The times and places of his homeland from his birth in 1911 until the moment when he felt compelled to leave are re-created by Miosz in Native Realm. It is a selective autobiography. Miosz describes only these episodes or personal encounters which he deems of primary importance to his artistic, philosophical, and, not least, political development. Although the narrative consists of chronological chapters, Miosz’s sense of time is also selective. Events and conversations melt into a fluid panorama of past, present, and future. This journey is not simply that of one individual in his own private time and space. It is the journey of a region of the earth which has suffered tremendous crises and change in the twentieth century. Native Realm may be, as its subtitle indicates, an exercise in self-analysis, but, while explaining himself and his generation, Miosz sought to give a history lesson to his Western readers. The book was written not for his compatriots from Eastern Europe but for those who cannot understand the names of the stopping places, let alone the time schedule.
Miosz, like a good teacher, tries to start from the simple in order to work gradually toward the complex. The title of the first chapter, “Place of Birth,” should indicate an easy history lesson, but in Eastern Europe, nothing is easy. Even the geography is unstable and deceptive. Miosz, who was born in Lithuania but was educated in Poland and writes in Polish, must interpret the shifting allegiances of a long and troubled history. Vilna (Lithuanian “Vilnius” and for Miosz “Wilno”), a city which is described in minute detail in several essays, can be taken as a prime example. In this hodgepodge of ethnic groups, religions, and national and political affiliations, even the name of the city itself was in dispute.

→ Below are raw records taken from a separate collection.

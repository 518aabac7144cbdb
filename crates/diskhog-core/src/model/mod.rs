/// Data model for scan results.
///
/// Re-exports the size-annotated directory tree and the flat records that
/// feed the ranked lists.
pub mod directory_node;
pub mod record;
pub mod size;

pub use directory_node::DirectoryNode;
pub use record::{DirRecord, FileRecord};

The contradictions inherent in Eastern European society control the structure of the work. Each essay stresses one piece of the puzzle and endeavors to fit it alongside its neighbors. For example, one of the early chapters, “Nationalities,” deals with the social and ethnic strata of Vilna, especially the situation of the Jews. In a typical progression, Miosz introduces the topic with the description of two Jewish playmates. He then fills in the historical background, explaining why they spoke a different language and went to different schools. The scope of the discussion broadens into an examination of political partisanship, that of the Jews and that of those groups that used prejudice against them for their own political motives. The chapter which had begun in the Vilna/Wilno of the 1920’s ends in the death camps of the 1940’s.
The tone of the work is one of melancholy. It cannot be otherwise for one who has “witnessed much of what Europe prefers to forget, because it fears the vengeance of specters” and who admits that “my first awareness came with war.” From czarist Russia to Nazi-occupied Poland, the first seventeen essays are permeated with the atmosphere of war.
After World War II, Miosz served in the diplomatic corps of the People’s Republic of Poland. After several years in the United States, he deliberately decided to return home. His stay was brief. Realizing that he could not tolerate the intellectual subjugation forced upon him by the Polish-Stalinist government, in 1951 he asked for political asylum in France.
The last two chapters, “Tiger I” and “Tiger II,” revolve around this painful decision, but, characteristically, they are not in any way confessional. Miosz dispenses with his return and departure from Poland in only one paragraph. Instead, he tries to focus on his dilemma by comparing it to that of a friend and mentor who chose a different path.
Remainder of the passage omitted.